EXERCISE BRIEF:
Give back every record exactly.

DATA TO USE:
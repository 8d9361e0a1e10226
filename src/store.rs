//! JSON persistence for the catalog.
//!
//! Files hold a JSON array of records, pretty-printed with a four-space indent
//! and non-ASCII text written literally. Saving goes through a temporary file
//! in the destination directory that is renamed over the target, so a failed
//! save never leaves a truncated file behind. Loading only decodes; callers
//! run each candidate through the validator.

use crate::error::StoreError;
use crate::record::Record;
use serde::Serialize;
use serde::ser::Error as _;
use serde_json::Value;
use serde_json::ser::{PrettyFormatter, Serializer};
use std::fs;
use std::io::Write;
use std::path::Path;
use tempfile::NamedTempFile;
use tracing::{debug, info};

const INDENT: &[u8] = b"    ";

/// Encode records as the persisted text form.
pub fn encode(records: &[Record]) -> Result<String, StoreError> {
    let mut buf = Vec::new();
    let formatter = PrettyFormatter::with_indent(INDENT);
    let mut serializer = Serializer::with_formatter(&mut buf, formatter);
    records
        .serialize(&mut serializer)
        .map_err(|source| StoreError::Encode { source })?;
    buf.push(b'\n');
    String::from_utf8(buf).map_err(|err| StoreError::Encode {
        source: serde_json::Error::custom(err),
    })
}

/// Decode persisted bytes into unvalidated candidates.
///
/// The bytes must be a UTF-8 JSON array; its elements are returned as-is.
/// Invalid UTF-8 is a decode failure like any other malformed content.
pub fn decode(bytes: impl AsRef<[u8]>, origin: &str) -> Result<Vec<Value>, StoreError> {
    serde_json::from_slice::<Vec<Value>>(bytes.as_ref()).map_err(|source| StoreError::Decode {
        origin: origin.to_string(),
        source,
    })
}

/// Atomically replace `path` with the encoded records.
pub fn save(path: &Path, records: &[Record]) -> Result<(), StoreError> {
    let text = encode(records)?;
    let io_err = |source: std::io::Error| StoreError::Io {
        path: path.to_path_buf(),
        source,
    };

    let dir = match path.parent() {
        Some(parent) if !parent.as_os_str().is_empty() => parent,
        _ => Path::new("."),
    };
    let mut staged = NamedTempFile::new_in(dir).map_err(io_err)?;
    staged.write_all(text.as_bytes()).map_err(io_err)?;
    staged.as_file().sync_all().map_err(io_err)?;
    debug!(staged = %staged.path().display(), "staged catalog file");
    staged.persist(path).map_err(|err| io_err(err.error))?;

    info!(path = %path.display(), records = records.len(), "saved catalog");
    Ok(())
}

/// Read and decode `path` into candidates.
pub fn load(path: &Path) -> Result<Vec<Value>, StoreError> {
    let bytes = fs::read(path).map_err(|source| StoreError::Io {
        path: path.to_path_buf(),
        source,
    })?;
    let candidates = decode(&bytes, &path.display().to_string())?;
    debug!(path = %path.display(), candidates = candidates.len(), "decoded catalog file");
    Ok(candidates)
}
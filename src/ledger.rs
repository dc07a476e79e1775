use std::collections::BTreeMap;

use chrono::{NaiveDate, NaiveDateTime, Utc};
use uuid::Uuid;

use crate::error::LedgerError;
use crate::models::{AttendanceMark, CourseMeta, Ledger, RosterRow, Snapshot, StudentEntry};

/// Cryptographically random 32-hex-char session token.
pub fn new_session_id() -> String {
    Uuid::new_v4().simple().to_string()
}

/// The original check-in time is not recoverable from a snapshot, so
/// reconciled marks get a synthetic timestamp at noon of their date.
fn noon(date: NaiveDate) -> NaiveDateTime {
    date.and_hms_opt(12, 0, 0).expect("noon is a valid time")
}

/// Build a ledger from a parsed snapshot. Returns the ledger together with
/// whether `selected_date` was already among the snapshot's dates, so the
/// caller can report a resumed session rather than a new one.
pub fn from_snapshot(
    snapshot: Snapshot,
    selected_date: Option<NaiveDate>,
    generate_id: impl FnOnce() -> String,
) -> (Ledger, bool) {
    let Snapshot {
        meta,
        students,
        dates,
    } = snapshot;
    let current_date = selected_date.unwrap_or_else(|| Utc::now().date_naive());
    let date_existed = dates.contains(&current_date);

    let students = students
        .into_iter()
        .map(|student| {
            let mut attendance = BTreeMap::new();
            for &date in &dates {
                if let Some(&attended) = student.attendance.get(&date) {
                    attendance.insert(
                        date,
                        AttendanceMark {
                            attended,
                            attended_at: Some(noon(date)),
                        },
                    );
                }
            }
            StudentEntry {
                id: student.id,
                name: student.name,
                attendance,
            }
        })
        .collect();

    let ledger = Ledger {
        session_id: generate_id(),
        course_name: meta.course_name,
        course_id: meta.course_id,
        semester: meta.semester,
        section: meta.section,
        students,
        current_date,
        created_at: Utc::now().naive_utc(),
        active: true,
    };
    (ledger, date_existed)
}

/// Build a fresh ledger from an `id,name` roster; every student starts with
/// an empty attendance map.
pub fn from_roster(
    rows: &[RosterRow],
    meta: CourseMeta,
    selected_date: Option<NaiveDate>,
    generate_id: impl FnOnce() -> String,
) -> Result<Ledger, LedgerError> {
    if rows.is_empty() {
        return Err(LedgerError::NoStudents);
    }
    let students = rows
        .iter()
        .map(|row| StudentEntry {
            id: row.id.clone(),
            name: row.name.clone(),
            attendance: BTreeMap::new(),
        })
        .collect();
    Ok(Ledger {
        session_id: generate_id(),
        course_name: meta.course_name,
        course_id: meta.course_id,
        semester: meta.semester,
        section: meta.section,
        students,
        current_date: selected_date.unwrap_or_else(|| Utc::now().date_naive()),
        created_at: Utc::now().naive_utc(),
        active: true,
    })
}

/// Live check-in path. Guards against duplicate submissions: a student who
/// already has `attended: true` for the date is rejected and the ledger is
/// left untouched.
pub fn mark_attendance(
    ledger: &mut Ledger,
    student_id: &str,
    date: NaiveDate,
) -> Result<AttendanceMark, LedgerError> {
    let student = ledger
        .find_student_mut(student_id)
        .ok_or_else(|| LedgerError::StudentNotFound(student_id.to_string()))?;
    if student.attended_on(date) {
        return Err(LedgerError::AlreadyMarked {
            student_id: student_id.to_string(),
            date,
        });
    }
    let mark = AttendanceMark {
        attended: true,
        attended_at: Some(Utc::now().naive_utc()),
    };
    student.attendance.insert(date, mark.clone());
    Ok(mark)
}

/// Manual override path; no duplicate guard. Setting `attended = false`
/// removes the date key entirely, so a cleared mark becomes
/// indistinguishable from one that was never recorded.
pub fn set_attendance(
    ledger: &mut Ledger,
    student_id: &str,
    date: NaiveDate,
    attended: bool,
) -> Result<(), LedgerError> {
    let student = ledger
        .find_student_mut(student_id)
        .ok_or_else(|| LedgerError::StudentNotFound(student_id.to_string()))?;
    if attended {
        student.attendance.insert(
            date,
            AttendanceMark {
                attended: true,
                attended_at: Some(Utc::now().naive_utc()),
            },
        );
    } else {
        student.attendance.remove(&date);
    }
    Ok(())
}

TASK ANSWER:
repository 8d9361e0a1e10226
filename src/store.rs
//! JSON persistence for the catalog.
//!
//! Files hold a JSON array of records, pretty-printed with a four-space indent
//! and non-ASCII text written literally. Saving goes through a temporary file
//! in the destination directory that is renamed over the target, so a failed
//! save never leaves a truncated file behind. Loading only decodes; callers
//! run each candidate through the validator.

use crate::error::StoreError;
use crate::record::Record;
use serde::Serialize;
use serde::ser::Error as _;
use serde_json::Value;
use serde_json::ser::{PrettyFormatter, Serializer};
use std::fs;
use std::io::Write;
use std::path::Path;
use tempfile::NamedTempFile;
use tracing::{debug, info};

const INDENT: &[u8] = b"    ";

/// Encode records as the persisted text form.
pub fn encode(records: &[Record]) -> Result<String, StoreError> {
    let mut buf = Vec::new();
    let formatter = PrettyFormatter::with_indent(INDENT);
    let mut serializer = Serializer::with_formatter(&mut buf, formatter);
    records
        .serialize(&mut serializer)
        .map_err(|source| StoreError::Encode { source })?;
    buf.push(b'\n');
    String::from_utf8(buf).map_err(|err| StoreError::Encode {
        source: serde_json::Error::custom(err),
    })
}

/// Decode persisted bytes into unvalidated candidates.
///
/// The bytes must be a UTF-8 JSON array; its elements are returned as-is.
/// Invalid UTF-8 is a decode failure like any other malformed content.
pub fn decode(bytes: impl AsRef<[u8]>, origin: &str) -> Result<Vec<Value>, StoreError> {
    serde_json::from_slice::<Vec<Value>>(bytes.as_ref()).map_err(|source| StoreError::Decode {
        origin: origin.to_string(),
        source,
    })
}

/// Atomically replace `path` with the encoded records.
pub fn save(path: &Path, records: &[Record]) -> Result<(), StoreError> {
    let text = encode(records)?;
    let io_err = |source: std::io::Error| StoreError::Io {
        path: path.to_path_buf(),
        source,
    };

    let dir = match path.parent() {
        Some(parent) if !parent.as_os_str().is_empty() => parent,
        _ => Path::new("."),
    };
    let mut staged = NamedTempFile::new_in(dir).map_err(io_err)?;
    staged.write_all(text.as_bytes()).map_err(io_err)?;
    staged.as_file().sync_all().map_err(io_err)?;
    debug!(staged = %staged.path().display(), "staged catalog file");
    staged.persist(path).map_err(|err| io_err(err.error))?;

    info!(path = %path.display(), records = records.len(), "saved catalog");
    Ok(())
}

/// Read and decode `path` into candidates.
pub fn load(path: &Path) -> Result<Vec<Value>, StoreError> {
    let bytes = fs::read(path).map_err(|source| StoreError::Io {
        path: path.to_path_buf(),
        source,
    })?;
    let candidates = decode(&bytes, &path.display().to_string())?;
    debug!(path = %path.display(), candidates = candidates.len(), "decoded catalog file");
    Ok(candidates)
}
filename src/ledger.rs
repository dc07a476e79e1775
use std::collections::BTreeMap;

use chrono::{NaiveDate, NaiveDateTime, Utc};
use uuid::Uuid;

use crate::error::LedgerError;
use crate::models::{AttendanceMark, CourseMeta, Ledger, RosterRow, Snapshot, StudentEntry};

/// Cryptographically random 32-hex-char session token.
pub fn new_session_id() -> String {
    Uuid::new_v4().simple().to_string()
}

/// The original check-in time is not recoverable from a snapshot, so
/// reconciled marks get a synthetic timestamp at noon of their date.
fn noon(date: NaiveDate) -> NaiveDateTime {
    date.and_hms_opt(12, 0, 0).expect("noon is a valid time")
}

/// Build a ledger from a parsed snapshot. Returns the ledger together with
/// whether `selected_date` was already among the snapshot's dates, so the
/// caller can report a resumed session rather than a new one.
pub fn from_snapshot(
    snapshot: Snapshot,
    selected_date: Option<NaiveDate>,
    generate_id: impl FnOnce() -> String,
) -> (Ledger, bool) {
    let Snapshot {
        meta,
        students,
        dates,
    } = snapshot;
    let current_date = selected_date.unwrap_or_else(|| Utc::now().date_naive());
    let date_existed = dates.contains(&current_date);

    let students = students
        .into_iter()
        .map(|student| {
            let mut attendance = BTreeMap::new();
            for &date in &dates {
                if let Some(&attended) = student.attendance.get(&date) {
                    attendance.insert(
                        date,
                        AttendanceMark {
                            attended,
                            attended_at: Some(noon(date)),
                        },
                    );
                }
            }
            StudentEntry {
                id: student.id,
                name: student.name,
                attendance,
            }
        })
        .collect();

    let ledger = Ledger {
        session_id: generate_id(),
        course_name: meta.course_name,
        course_id: meta.course_id,
        semester: meta.semester,
        section: meta.section,
        students,
        current_date,
        created_at: Utc::now().naive_utc(),
        active: true,
    };
    (ledger, date_existed)
}

/// Build a fresh ledger from an `id,name` roster; every student starts with
/// an empty attendance map.
pub fn from_roster(
    rows: &[RosterRow],
    meta: CourseMeta,
    selected_date: Option<NaiveDate>,
    generate_id: impl FnOnce() -> String,
) -> Result<Ledger, LedgerError> {
    if rows.is_empty() {
        return Err(LedgerError::NoStudents);
    }
    let students = rows
        .iter()
        .map(|row| StudentEntry {
            id: row.id.clone(),
            name: row.name.clone(),
            attendance: BTreeMap::new(),
        })
        .collect();
    Ok(Ledger {
        session_id: generate_id(),
        course_name: meta.course_name,
        course_id: meta.course_id,
        semester: meta.semester,
        section: meta.section,
        students,
        current_date: selected_date.unwrap_or_else(|| Utc::now().date_naive()),
        created_at: Utc::now().naive_utc(),
        active: true,
    })
}

/// Live check-in path. Guards against duplicate submissions: a student who
/// already has `attended: true` for the date is rejected and the ledger is
/// left untouched.
pub fn mark_attendance(
    ledger: &mut Ledger,
    student_id: &str,
    date: NaiveDate,
) -> Result<AttendanceMark, LedgerError> {
    let student = ledger
        .find_student_mut(student_id)
        .ok_or_else(|| LedgerError::StudentNotFound(student_id.to_string()))?;
    if student.attended_on(date) {
        return Err(LedgerError::AlreadyMarked {
            student_id: student_id.to_string(),
            date,
        });
    }
    let mark = AttendanceMark {
        attended: true,
        attended_at: Some(Utc::now().naive_utc()),
    };
    student.attendance.insert(date, mark.clone());
    Ok(mark)
}

/// Manual override path; no duplicate guard. Setting `attended = false`
/// removes the date key entirely, so a cleared mark becomes
/// indistinguishable from one that was never recorded.
pub fn set_attendance(
    ledger: &mut Ledger,
    student_id: &str,
    date: NaiveDate,
    attended: bool,
) -> Result<(), LedgerError> {
    let student = ledger
        .find_student_mut(student_id)
        .ok_or_else(|| LedgerError::StudentNotFound(student_id.to_string()))?;
    if attended {
        student.attendance.insert(
            date,
            AttendanceMark {
                attended: true,
                attended_at: Some(Utc::now().naive_utc()),
            },
        );
    } else {
        student.attendance.remove(&date);
    }
    Ok(())
}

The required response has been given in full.